Secukinumab demonstrated in head-to-head trials that it was superior to Stelara and Enbrel in clearing skin, according to media releases from Novartis. Amgen reported Enbrel sales of $1.12 billion for Q3 2014, while Stelara reported sales of $534 million for the same time period—a 47% jump from the year prior. In 2013, Credit Suisse forecasted secukinumab could reach $1.5 billion in annual global sales by 2020.

 

The drug was approved as a second-line therapy for patients with moderate-to-severe plaque psoriasis and who are candidates for systemic therapy (i.e., patients with psoriasis covering 5-10% of their body).
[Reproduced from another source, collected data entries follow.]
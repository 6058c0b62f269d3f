//! Rook orthogonal rays.

use crate::game_state::board::Board;
use crate::game_state::chess_types::{Side, Square};
use crate::move_generation::moves_shared::push_ray_destinations;

pub const ROOK_DIRECTIONS: [(i8, i8); 4] = [(-1, 0), (1, 0), (0, -1), (0, 1)];

pub fn rook_destinations(board: &Board, from: Square, side: Side, out: &mut Vec<Square>) {
    push_ray_destinations(board, from, side, &ROOK_DIRECTIONS, out);
}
Cosentyx was approved earlier this week in Europe as a first-line treatment. An FDA advisory panel recommended the drug for approval in October 2014.

The Psoriasis Foundation estimates 7.5 million Americans suffer from psoriasis and that 1.5 million US adults are “considered to have moderate to severe plaque psoriasis.” Too, it notes that between “150,000 and 26,000 new cases of psoriasis are diagnosed each year.”

Novartis isn’t the only drugmaker working on this new class of psoriasis drugs, however. Eli Lilly is currently developing its own interleukin inhibitor, ixekizumab, which it said was superior to Enbrel in Phase-III trials in August 2014. Lilly plans to submit the drug to regulators in the first half of 2015. Amgen and AstraZeneca also have their own antibody in development: brodalumab, which the drugmakers stated was superior to Stelara in a Phase-III trial in November 2014.